Some lines in the material below hold the word "Pricing". Copy all of them.

▸ **Supplied records**
§
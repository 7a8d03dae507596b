//! Generated-output shape: the component tree and the server backend.

use facet_lang::backend::generate_backend;
use facet_lang::context::extract_context;
use facet_lang::parse;
use facet_lang::ui::generate_component_tree;

fn context_for(source: &str) -> facet_lang::Context {
    let app = parse(source).unwrap_or_else(|e| panic!("parse failed: {}", e));
    extract_context(&app).unwrap_or_else(|e| panic!("extract failed: {}", e))
}

const TODO_SOURCE: &str = "@app tasks\n@state\n  newTodo: str\n@db\n  Todo {\n    id: int: primary: auto\n    text: str: required\n    done: bool\n  }\n@api\n  CRUD:/todos>~db.Todo\n@ui\n  @page Home\n    input : newTodo\n    button : !add(newTodo) : \"Add\"\n    list > *(todos > #todo.text)\n";

// ----------------------------------------------------------------------
// Component tree
// ----------------------------------------------------------------------

#[test]
fn test_component_tree_prologue() {
    let output = generate_component_tree(&context_for(TODO_SOURCE));
    assert!(output.code.starts_with("import { useState, useEffect } from \"react\";"));
    assert!(output.code.contains("export default function App()"));
    assert!(output.code.contains("const [newTodo, setNewTodo] = useState(\"\");"));
    // Collection state is synthesized from the list route.
    assert!(output.code.contains("const [todos, setTodos] = useState([]);"));
    assert!(output.code.contains("async function fetchTodos()"));
    assert!(output.code.contains("fetch(\"/api/todos\")"));
}

#[test]
fn test_add_handler_posts_payload_and_clears_input() {
    let output = generate_component_tree(&context_for(TODO_SOURCE));
    assert!(output.code.contains("async function handleAdd(payload)"));
    assert!(output.code.contains("method: \"POST\""));
    assert!(output.code.contains("await fetchTodos();"));
    assert!(output.code.contains("setNewTodo(\"\");"));
    // The bound state field maps onto the model's payload field.
    assert!(output.code.contains("handleAdd({ text: newTodo })"));
    assert!(output.unresolved_mutations.is_empty());
}

#[test]
fn test_iteration_always_emits_empty_state() {
    let output = generate_component_tree(&context_for(TODO_SOURCE));
    assert!(output.code.contains("todos.length === 0 ? ("));
    assert!(output.code.contains("No todos yet"));
    assert!(output.code.contains("todos.map((todo) => ("));
    assert!(output.code.contains("{todo.text}"));
}

#[test]
fn test_iteration_pipe_becomes_filter() {
    let source = "@app x\n@state\n  todos: list\n@ui\n  @page Home\n    list > *(todos|done)\n";
    let output = generate_component_tree(&context_for(source));
    assert!(
        output
            .code
            .contains("todos.filter((todo) => todo.done)")
    );
}

#[test]
fn test_unresolved_mutation_degrades_to_stub() {
    let source = "@app x\n@ui\n  @page Home\n    button : !archive(thing) : \"Archive\"\n";
    let output = generate_component_tree(&context_for(source));
    assert_eq!(output.unresolved_mutations, vec!["archive"]);
    assert!(output.code.contains("function handleArchive()"));
    assert!(
        output
            .code
            .contains("console.log(\"archive: no matching route\")")
    );
}

#[test]
fn test_delete_handler_skips_refetch_for_nested_list_route() {
    let source = "@app x\n@api\n  GET:/projects/:id/tasks>~db.Task.findMany\n  DELETE:/tasks/:id>~db.Task.delete\n@db\n  Task {\n    id: int: primary: auto\n    text: str\n    project: ref Project\n  }\n  Project {\n    id: int: primary: auto\n    name: str\n  }\n@ui\n  @page Home\n    button : !del(#task) : \"x\"\n";
    let output = generate_component_tree(&context_for(source));
    assert!(output.code.contains("async function handleDel(id)"));
    // No fetch function is generated for the nested list route, so the
    // handler must not await one.
    assert!(!output.code.contains("fetchTasks"));
}

#[test]
fn test_auth_tiers_gate_pages() {
    let source = "@app x\n@auth\n  required: true\n  public: Landing\n@ui\n  @page Landing\n    text > \"Welcome\"\n  @page Dashboard\n    text > \"Secret\"\n  @page Login\n    text > \"Sign in\"\n";
    let output = generate_component_tree(&context_for(source));
    assert!(output.code.contains("const [session, setSession] = useState(null);"));
    // Public page: shell, no guard.
    assert!(output.code.contains("<div className=\"public-shell\">"));
    // Guarded page.
    assert!(output.code.contains("page === \"Dashboard\" && (session ?"));
    assert!(output.code.contains("Please sign in to continue"));
    // Login-named page renders unconditionally.
    assert!(!output.code.contains("page === \"Login\" && (session ?"));
    assert_eq!(output.page_count, 3);
}

#[test]
fn test_currency_helper_emitted_on_demand() {
    let with = generate_component_tree(&context_for(
        "@app x\n@ui\n  @page Home\n    span : $total\n",
    ));
    assert!(with.code.contains("function formatCurrency(value)"));
    let without = generate_component_tree(&context_for(
        "@app x\n@ui\n  @page Home\n    text > \"plain\"\n",
    ));
    assert!(!without.code.contains("formatCurrency"));
}

#[test]
fn test_persistence_effects() {
    let source = "@app tasks\n@state\n  todos: list\n@persist\n  localstorage: todos\n@ui\n  @page Home\n    text > \"hi\"\n";
    let output = generate_component_tree(&context_for(source));
    assert!(output.code.contains("localStorage.getItem(\"tasks:todos\")"));
    assert!(
        output
            .code
            .contains("localStorage.setItem(\"tasks:todos\", JSON.stringify(todos))")
    );
}

#[test]
fn test_nav_labels_become_links() {
    let source = "@app x\n@ui\n  @page Home\n    nav > (link : \"Pricing\")\n";
    let output = generate_component_tree(&context_for(source));
    assert!(output.code.contains("<nav>"));
    assert!(output.code.contains("<a href=\"#\">Pricing</a>"));
}

#[test]
fn test_cta_label_navigates_to_matching_page() {
    let source = "@app x\n@ui\n  @page Landing\n    button : \"Get started\"\n  @page Dashboard\n    text > \"hi\"\n";
    let output = generate_component_tree(&context_for(source));
    assert!(output.code.contains("setPage(\"Dashboard\")"));
}

// ----------------------------------------------------------------------
// Server backend
// ----------------------------------------------------------------------

#[test]
fn test_routes_file_contains_all_crud_handlers() {
    let files = generate_backend(&context_for(TODO_SOURCE));
    let (_, routes) = files
        .iter()
        .find(|(p, _)| p == "server/routes.js")
        .unwrap();
    assert!(routes.contains("router.get(\"/todos\""));
    assert!(routes.contains("router.post(\"/todos\""));
    assert!(routes.contains("router.put(\"/todos/:id\""));
    assert!(routes.contains("router.delete(\"/todos/:id\""));
    assert!(routes.contains("res.status(204).end()"));
}

#[test]
fn test_three_model_groups_split_into_files() {
    let source = "@app x\n@api\n  CRUD:/users>~db.User\n  CRUD:/posts>~db.Post\n  CRUD:/comments>~db.Comment\n@db\n  User {\n    id: int: primary: auto\n    email: str\n  }\n  Post {\n    id: int: primary: auto\n    title: str\n  }\n  Comment {\n    id: int: primary: auto\n    body: str\n  }\n";
    let files = generate_backend(&context_for(source));
    let paths: Vec<&str> = files.iter().map(|(p, _)| p.as_str()).collect();
    assert!(paths.contains(&"server/routes/users.js"));
    assert!(paths.contains(&"server/routes/posts.js"));
    assert!(paths.contains(&"server/routes/comments.js"));
    assert!(paths.contains(&"server/router.js"));
    assert!(!paths.contains(&"server/routes.js"));
}

#[test]
fn test_aggregate_counts_enum_variants() {
    let source = "@app x\n@api\n  GET:/stats>~db.Ticket.aggregate\n@db\n  Ticket {\n    id: int: primary: auto\n    status: enum(open, closed)\n  }\n";
    let files = generate_backend(&context_for(source));
    let (_, routes) = files
        .iter()
        .find(|(p, _)| p == "server/routes.js")
        .unwrap();
    assert!(routes.contains("prisma.ticket.count({ where: { status: \"open\" } })"));
    assert!(routes.contains("prisma.ticket.count({ where: { status: \"closed\" } })"));
}

#[test]
fn test_nested_list_route_filters_by_parent_fk() {
    let source = "@app x\n@api\n  GET:/projects/:id/tasks>~db.Task.findMany\n@db\n  Task {\n    id: int: primary: auto\n    project: ref Project\n  }\n  Project {\n    id: int: primary: auto\n    name: str\n  }\n";
    let files = generate_backend(&context_for(source));
    let (_, routes) = files
        .iter()
        .find(|(p, _)| p == "server/routes.js")
        .unwrap();
    assert!(routes.contains("where: { projectId: Number(req.params.id) }"));
}

#[test]
fn test_scaffold_route_echoes_without_executing() {
    let source = "@app x\n@handlers\n  notifySlack(message: str)\n";
    let files = generate_backend(&context_for(source));
    let (_, routes) = files
        .iter()
        .find(|(p, _)| p == "server/routes.js")
        .unwrap();
    assert!(routes.contains("router.post(\"/handlers/notify-slack\""));
    assert!(routes.contains("message is required"));
    assert!(routes.contains("executed: false"));
    assert!(!routes.contains("prisma.notifySlack"));
}

#[test]
fn test_executable_handler_contract_creates_live() {
    let source = "@app x\n@handlers\n  checkout(cartId: str) > ~db.Order.create\n@db\n  Order {\n    id: int: primary: auto\n    cartId: str\n  }\n";
    let files = generate_backend(&context_for(source));
    let (_, routes) = files
        .iter()
        .find(|(p, _)| p == "server/routes.js")
        .unwrap();
    assert!(routes.contains("router.post(\"/handlers/checkout\""));
    assert!(routes.contains("prisma.order.create({ data: { cartId: req.body.cartId } })"));
    assert!(routes.contains("res.status(201).json(created)"));
}

#[test]
fn test_login_route_checks_credentials() {
    let source = "@app x\n@api\n  POST:/auth/login\n@db\n  User {\n    id: int: primary: auto\n    email: str: unique\n    password: str\n  }\n";
    let files = generate_backend(&context_for(source));
    let (_, routes) = files
        .iter()
        .find(|(p, _)| p == "server/routes.js")
        .unwrap();
    assert!(routes.contains("prisma.user.findFirst({ where: { email } })"));
    assert!(routes.contains("res.status(401)"));
}

#[test]
fn test_schema_renders_relations_both_ways() {
    let source = "@app x\n@db\n  Task {\n    id: int: primary: auto\n    project: ref Project: optional\n  }\n  Project {\n    id: int: primary: auto\n    name: str\n  }\n";
    let files = generate_backend(&context_for(source));
    let (_, schema) = files
        .iter()
        .find(|(p, _)| p == "prisma/schema.prisma")
        .unwrap();
    assert!(schema.contains("project Project? @relation(fields: [projectId], references: [id])"));
    assert!(schema.contains("projectId Int?"));
    // Back-reference on the parent.
    assert!(schema.contains("tasks Task[]"));
}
§
▸ **Answer to this exercise**
    let source = "@app x\n@ui\n  @page Home\n    nav > (link : \"Pricing\")\n";
    assert!(output.code.contains("<a href=\"#\">Pricing</a>"));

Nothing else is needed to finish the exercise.